If we collected very accurate, very rich data and we didn't track its lineage including metadata about how it was captured and when, a future engineering user would legitimately say I don't trust it, because I have no narrative about this data, for example, even something as fundamental as what coordinate system it is in. But if we can compile all this information together in the form of comprehensive metadata that gives the future user trust in its provenance and reliability, then there should be nothing to prevent the data from being reused.
Are contractors who bit to build roads in Oregon interested in the data you are collecting - do they ask you for it ?

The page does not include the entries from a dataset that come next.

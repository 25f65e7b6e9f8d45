use std::sync::atomic::{AtomicUsize, Ordering};
use std::time::Duration;

use bytes::Bytes;
use tokio::sync::watch;
use tracing::{debug, error, info, warn};

use crate::broker::Message;
use crate::client::{Producer, SendCallback};
use crate::config::ProducerSettings;
use crate::dispatch::selector::{CorrelationKey, CorrelationKeySelector, RoundRobinSelector};
use crate::utils::error::DispatchError;
use crate::utils::retry::RetryPolicy;

/// Whether the dispatcher accepts sends.
#[derive(Debug, Clone, Copy, PartialEq, Eq)]
pub enum Readiness {
    /// Connecting to the broker.
    Starting,
    Ready,
    /// The startup loop gave up.
    Failed,
    Stopped,
}

/// Producer-side entry point that keeps messages sharing a correlation key
/// on one partition, hence in send order for consumers.
pub struct OrderedDispatcher {
    producer: Producer,
    startup_attempts: u32,
    startup_policy: RetryPolicy,
    readiness: watch::Sender<Readiness>,
    unkeyed_turn: AtomicUsize,
}

fn is_blank(body: &[u8]) -> bool {
    body.iter().all(u8::is_ascii_whitespace)
}

fn build_message(topic: &str, tag: Option<&str>, key: Option<&str>, body: Bytes) -> Message {
    let mut message = Message::new(topic, body);
    if let Some(tag) = tag {
        message = message.with_tag(tag);
    }
    if let Some(key) = key {
        message = message.with_key(key);
    }
    message
}

impl OrderedDispatcher {
    pub fn new(producer: Producer, settings: &ProducerSettings) -> Self {
        let (readiness, _) = watch::channel(Readiness::Starting);
        Self {
            producer,
            startup_attempts: settings.startup_attempts.max(1),
            startup_policy: RetryPolicy::new(
                2,
                Duration::from_millis(settings.startup_backoff_ms),
                Some(Duration::from_millis(settings.startup_backoff_ms.saturating_mul(8))),
            ),
            readiness,
            unkeyed_turn: AtomicUsize::new(0),
        }
    }

    pub fn readiness(&self) -> Readiness {
        *self.readiness.borrow()
    }

    /// Connects the producer, retrying transient failures with backoff up to
    /// the configured number of attempts. Any other failure is fatal at once.
    /// Sends are accepted only after this returns `Ok`.
    pub async fn start(&self) -> Result<(), DispatchError> {
        match self.readiness() {
            Readiness::Ready => return Ok(()),
            Readiness::Stopped => return Err(DispatchError::NotReady),
            Readiness::Starting | Readiness::Failed => {}
        }
        self.readiness.send_replace(Readiness::Starting);

        let mut attempt = 0;
        loop {
            attempt += 1;
            match self.producer.start() {
                Ok(()) => {
                    self.readiness.send_replace(Readiness::Ready);
                    info!(group = self.producer.group(), attempt, "ordered dispatcher ready");
                    return Ok(());
                }
                Err(e) if e.is_transient() && attempt < self.startup_attempts => {
                    let backoff = self.startup_policy.time_until_next_retry(attempt - 1);
                    warn!(
                        attempt,
                        max_attempts = self.startup_attempts,
                        backoff_ms = backoff.as_millis() as u64,
                        "producer failed to connect: {e}, retrying"
                    );
                    tokio::time::sleep(backoff).await;
                }
                Err(e) => {
                    self.readiness.send_replace(Readiness::Failed);
                    error!(attempt, "producer failed to start: {e}");
                    return Err(DispatchError::Startup(e));
                }
            }
        }
    }

    /// Waits until the startup loop has finished, successfully or not.
    pub async fn wait_ready(&self) -> Result<(), DispatchError> {
        let mut readiness = self.readiness.subscribe();
        let state = readiness
            .wait_for(|state| *state != Readiness::Starting)
            .await
            .map(|state| *state)
            .map_err(|_| DispatchError::NotReady)?;
        match state {
            Readiness::Ready => Ok(()),
            _ => Err(DispatchError::NotReady),
        }
    }

    /// Sends `body` to the partition owned by `correlation_key`.
    ///
    /// Returns once the message is queued; `callback` later receives the
    /// broker's result exactly once. A blank body is ignored: no broker call,
    /// no callback. Sends before the dispatcher is ready are rejected with
    /// [`DispatchError::NotReady`] and the callback is not invoked.
    pub fn send(
        &self,
        correlation_key: impl Into<CorrelationKey>,
        topic: &str,
        tag: Option<&str>,
        key: Option<&str>,
        body: impl Into<Bytes>,
        callback: SendCallback,
    ) -> Result<(), DispatchError> {
        let correlation_key = correlation_key.into();
        let Some(message) = self.prepare(topic, tag, key, body.into())? else {
            debug!(topic, %correlation_key, "blank body, nothing sent");
            return Ok(());
        };

        self.producer.send(
            message,
            Box::new(CorrelationKeySelector::new(correlation_key)),
            callback,
        )?;
        Ok(())
    }

    /// Sends `body` without a correlation key, spreading messages over the
    /// partitions round-robin. No ordering is guaranteed between such sends.
    pub fn send_unordered(
        &self,
        topic: &str,
        tag: Option<&str>,
        key: Option<&str>,
        body: impl Into<Bytes>,
        callback: SendCallback,
    ) -> Result<(), DispatchError> {
        let Some(message) = self.prepare(topic, tag, key, body.into())? else {
            debug!(topic, "blank body, nothing sent");
            return Ok(());
        };

        let turn = self.unkeyed_turn.fetch_add(1, Ordering::Relaxed);
        self.producer.send(
            message,
            Box::new(RoundRobinSelector::starting_at(turn)),
            callback,
        )?;
        Ok(())
    }

    fn prepare(
        &self,
        topic: &str,
        tag: Option<&str>,
        key: Option<&str>,
        body: Bytes,
    ) -> Result<Option<Message>, DispatchError> {
        if is_blank(&body) {
            return Ok(None);
        }
        if topic.trim().is_empty() {
            return Err(DispatchError::EmptyTopic);
        }
        if self.readiness() != Readiness::Ready {
            return Err(DispatchError::NotReady);
        }
        Ok(Some(build_message(topic, tag, key, body)))
    }

    /// Stops accepting sends and waits for queued sends to report.
    pub async fn stop(&self) {
        self.readiness.send_replace(Readiness::Stopped);
        self.producer.shutdown().await;
        info!(group = self.producer.group(), "ordered dispatcher stopped");
    }
}

/// Callback that only logs the result of a send.
pub fn log_outcome(correlation_key: impl Into<CorrelationKey>) -> SendCallback {
    let correlation_key = correlation_key.into();
    Box::new(move |result| match result {
        Ok(sent) => info!(
            %correlation_key,
            msg_id = %sent.msg_id,
            partition = %sent.partition,
            offset = sent.queue_offset,
            "send succeeded"
        ),
        Err(e) => error!(%correlation_key, "send failed: {e}"),
    })
}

For construction project work, when we use mobile LiDAR or terrestrial laser scanning, we are very careful about precision, for example, we put in ground control points. We do the entire survey in such a way that we end up with a certain level of accuracy, a certain level of point density, and a certain level of reliability.
When we collect mobile LiDAR data for the whole state, it is impossible to do collect data with the same rigour for the whole state. We don't put ground control points in and we don't do other things that are required for high precision and reliability. The data is still very usable for many things, but it is not authoritative, high accuracy survey data, that is required for engineering design.
If you are planning a project in an area where there was a previous project with a digital model, high precision data including ground control points and high density laser scans, would you tell contractors planning to bid on the project about the existing data ?
Absolutely. If we don' t tell them then we might as well as had not collected, documented (metadata) and stored it. We have to tell them because it helps drive the cost down. To give you some background, our first automated machine guidance (AMG) project was in 1997. In Oregon some contractors had invested in AMG technology and wanted to use it. In those days contractors who had done this were winning the bids by lowering their bid just enough to beat the other contractors. When they did the work with AMG technology, they saved a lot of money, but most of the savings was going to the contractors, not to the DoT. To redress this, starting in early 2015, we began specifying on our bid web site that projects were "AMG ready". We provide all the data we have which they can download to see the models, mobile LiDAR, overflight data, and so on. The effect is to drive bids down, because there is less risk for the contractor. Asa result we at the DoT are now sharing in the savings.
Is Oregon alone among DoTs in applying these technologies or are other DoTs also applying them ?
There are about five or six that are leaders in using different aspects of digital technology. For example, the Wisconsin DoT is focusing on 3D design - they are ahead of us in this technology. Michigan is leading in some areas, for example, data storage and data management. We met with them because we were interested to finding out what they were doing with engineering data management. In return they were interested in what we were doing with 3D design and AMG. Utah his way ahead of most DoTs in asset management. None of the DoTs including us are applying every aspect of 3D digital highway construction and maintenance.
Are there any ROI studies demonstrating the financial benefits of these digital technologies ?
We are doing one. We have a research project we call the OSU Engineering Automation project with Oregon State University in Corvalis. They are studying our entire engineering automation process. They have already put a good project team together. The final report is due by next April, about a year from now.